:: EXERCISE DIRECTIONS ::
Read the records below. Copy each line where the string "reorder" occurs.

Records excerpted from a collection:
........

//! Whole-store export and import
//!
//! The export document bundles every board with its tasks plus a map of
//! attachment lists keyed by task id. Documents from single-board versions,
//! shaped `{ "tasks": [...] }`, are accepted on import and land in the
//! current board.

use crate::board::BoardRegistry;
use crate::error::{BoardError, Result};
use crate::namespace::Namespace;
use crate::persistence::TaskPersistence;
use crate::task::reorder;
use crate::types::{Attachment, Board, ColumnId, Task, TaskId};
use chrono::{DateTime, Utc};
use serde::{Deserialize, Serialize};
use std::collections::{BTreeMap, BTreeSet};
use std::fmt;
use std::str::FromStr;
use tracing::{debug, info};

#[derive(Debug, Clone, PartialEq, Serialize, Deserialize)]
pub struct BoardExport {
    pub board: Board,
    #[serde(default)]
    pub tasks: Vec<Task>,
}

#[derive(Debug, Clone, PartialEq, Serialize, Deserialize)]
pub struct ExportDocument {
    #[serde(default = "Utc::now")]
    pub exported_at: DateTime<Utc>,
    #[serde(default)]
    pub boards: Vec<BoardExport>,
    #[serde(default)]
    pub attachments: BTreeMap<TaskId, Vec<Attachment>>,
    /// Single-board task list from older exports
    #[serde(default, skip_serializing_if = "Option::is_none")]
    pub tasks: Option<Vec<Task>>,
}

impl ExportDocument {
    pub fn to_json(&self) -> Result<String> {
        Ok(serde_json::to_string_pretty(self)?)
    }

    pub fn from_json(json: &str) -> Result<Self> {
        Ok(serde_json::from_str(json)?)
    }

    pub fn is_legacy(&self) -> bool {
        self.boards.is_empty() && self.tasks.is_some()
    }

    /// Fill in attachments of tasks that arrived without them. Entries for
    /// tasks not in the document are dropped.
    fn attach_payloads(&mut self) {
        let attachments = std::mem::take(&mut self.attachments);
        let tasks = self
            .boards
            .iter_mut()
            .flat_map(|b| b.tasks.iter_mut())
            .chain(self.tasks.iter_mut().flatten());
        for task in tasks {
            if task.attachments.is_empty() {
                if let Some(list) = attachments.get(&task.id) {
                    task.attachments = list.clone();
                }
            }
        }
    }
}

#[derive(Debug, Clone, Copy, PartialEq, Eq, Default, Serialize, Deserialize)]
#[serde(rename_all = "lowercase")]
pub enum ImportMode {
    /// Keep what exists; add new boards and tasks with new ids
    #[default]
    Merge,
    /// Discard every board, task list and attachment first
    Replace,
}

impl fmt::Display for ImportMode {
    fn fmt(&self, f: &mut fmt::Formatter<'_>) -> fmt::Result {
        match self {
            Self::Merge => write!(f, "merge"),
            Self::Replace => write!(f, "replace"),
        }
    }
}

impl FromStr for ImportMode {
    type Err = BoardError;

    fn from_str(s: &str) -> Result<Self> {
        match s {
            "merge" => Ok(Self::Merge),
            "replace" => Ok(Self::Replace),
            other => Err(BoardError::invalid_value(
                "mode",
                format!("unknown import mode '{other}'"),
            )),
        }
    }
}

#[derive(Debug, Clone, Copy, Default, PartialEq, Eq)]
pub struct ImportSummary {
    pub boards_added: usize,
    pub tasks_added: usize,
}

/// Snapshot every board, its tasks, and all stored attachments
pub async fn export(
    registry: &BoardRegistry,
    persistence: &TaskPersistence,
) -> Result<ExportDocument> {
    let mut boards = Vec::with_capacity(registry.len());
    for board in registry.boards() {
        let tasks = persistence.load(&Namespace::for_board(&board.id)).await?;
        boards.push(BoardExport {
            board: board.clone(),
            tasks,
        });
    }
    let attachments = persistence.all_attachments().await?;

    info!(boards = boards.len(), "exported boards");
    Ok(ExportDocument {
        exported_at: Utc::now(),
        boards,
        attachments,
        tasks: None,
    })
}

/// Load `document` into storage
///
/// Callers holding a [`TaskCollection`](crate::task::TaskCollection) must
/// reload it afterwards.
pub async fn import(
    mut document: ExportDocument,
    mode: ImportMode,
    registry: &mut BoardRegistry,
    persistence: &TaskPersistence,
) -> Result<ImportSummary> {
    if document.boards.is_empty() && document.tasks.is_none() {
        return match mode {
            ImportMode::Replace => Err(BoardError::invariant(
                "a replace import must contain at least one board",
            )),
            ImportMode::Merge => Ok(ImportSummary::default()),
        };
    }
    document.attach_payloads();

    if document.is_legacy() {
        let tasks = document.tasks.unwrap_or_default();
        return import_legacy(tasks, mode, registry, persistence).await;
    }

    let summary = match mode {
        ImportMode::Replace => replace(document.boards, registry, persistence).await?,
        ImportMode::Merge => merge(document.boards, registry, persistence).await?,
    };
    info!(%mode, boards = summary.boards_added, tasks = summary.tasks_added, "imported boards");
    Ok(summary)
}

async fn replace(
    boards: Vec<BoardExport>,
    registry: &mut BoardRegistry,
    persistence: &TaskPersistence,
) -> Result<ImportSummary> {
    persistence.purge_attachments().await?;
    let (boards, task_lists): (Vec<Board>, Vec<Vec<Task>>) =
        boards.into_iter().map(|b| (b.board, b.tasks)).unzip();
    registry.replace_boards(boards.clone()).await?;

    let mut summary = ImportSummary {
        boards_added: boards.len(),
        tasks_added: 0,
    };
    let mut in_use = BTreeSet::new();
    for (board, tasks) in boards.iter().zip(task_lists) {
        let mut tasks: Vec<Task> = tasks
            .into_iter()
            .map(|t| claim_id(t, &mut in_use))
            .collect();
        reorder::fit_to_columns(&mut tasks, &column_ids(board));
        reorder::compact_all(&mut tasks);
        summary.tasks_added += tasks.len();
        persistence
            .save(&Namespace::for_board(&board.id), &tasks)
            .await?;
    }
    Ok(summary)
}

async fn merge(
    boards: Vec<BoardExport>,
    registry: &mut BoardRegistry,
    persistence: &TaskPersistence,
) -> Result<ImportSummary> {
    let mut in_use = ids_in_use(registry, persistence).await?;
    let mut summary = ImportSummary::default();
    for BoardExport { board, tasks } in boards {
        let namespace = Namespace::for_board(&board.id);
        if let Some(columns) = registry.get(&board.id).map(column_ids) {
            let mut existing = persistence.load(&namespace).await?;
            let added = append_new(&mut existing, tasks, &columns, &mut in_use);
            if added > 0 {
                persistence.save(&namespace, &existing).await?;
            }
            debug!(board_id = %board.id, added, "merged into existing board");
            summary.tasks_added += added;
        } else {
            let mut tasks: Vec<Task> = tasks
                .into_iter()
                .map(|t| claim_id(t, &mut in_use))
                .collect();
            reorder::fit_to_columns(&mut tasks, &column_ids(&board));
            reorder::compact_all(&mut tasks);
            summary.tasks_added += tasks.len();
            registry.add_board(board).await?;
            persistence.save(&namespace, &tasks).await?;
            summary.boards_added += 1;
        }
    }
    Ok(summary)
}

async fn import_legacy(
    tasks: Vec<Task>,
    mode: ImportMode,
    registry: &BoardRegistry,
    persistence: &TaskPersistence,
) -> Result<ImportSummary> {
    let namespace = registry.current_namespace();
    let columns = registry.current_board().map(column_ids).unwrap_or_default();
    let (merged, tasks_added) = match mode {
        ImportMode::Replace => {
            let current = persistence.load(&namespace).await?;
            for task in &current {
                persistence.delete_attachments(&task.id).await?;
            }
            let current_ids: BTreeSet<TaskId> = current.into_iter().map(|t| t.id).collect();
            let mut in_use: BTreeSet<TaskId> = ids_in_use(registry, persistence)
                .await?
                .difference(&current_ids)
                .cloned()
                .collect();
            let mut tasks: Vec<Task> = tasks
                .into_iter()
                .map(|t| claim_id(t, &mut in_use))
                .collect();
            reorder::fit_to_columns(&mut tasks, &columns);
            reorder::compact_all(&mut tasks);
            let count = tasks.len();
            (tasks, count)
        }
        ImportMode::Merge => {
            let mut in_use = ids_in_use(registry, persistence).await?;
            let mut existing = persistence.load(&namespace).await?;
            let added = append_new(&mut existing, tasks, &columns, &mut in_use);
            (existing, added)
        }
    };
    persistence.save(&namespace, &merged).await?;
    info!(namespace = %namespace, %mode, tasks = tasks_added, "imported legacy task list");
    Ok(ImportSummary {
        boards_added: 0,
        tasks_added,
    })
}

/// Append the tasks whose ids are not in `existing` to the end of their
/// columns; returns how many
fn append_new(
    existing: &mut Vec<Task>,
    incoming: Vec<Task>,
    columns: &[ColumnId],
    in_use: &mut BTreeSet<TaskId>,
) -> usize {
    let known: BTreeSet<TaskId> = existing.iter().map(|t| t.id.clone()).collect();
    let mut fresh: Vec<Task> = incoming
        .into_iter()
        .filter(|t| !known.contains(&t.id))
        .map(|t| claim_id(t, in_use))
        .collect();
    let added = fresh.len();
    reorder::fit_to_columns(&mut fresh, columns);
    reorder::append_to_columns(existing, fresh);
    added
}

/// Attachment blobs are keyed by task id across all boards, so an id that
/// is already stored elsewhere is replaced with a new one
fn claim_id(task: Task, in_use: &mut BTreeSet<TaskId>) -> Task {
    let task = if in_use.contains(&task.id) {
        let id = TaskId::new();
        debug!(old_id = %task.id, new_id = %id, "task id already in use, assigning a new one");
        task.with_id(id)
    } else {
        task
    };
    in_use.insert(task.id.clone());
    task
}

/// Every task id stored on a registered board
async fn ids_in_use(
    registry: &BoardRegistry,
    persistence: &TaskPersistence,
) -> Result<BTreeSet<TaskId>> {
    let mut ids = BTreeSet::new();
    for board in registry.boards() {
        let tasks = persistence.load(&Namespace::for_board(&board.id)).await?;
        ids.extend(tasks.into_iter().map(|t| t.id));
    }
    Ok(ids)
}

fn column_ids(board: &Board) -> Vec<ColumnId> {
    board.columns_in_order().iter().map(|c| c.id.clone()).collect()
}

........

:: EXERCISE RESPONSE ::
use crate::task::reorder;
        reorder::fit_to_columns(&mut tasks, &column_ids(board));
        reorder::compact_all(&mut tasks);
            reorder::fit_to_columns(&mut tasks, &column_ids(&board));
            reorder::compact_all(&mut tasks);
            reorder::fit_to_columns(&mut tasks, &columns);
            reorder::compact_all(&mut tasks);
    reorder::fit_to_columns(&mut fresh, columns);
    reorder::append_to_columns(existing, fresh);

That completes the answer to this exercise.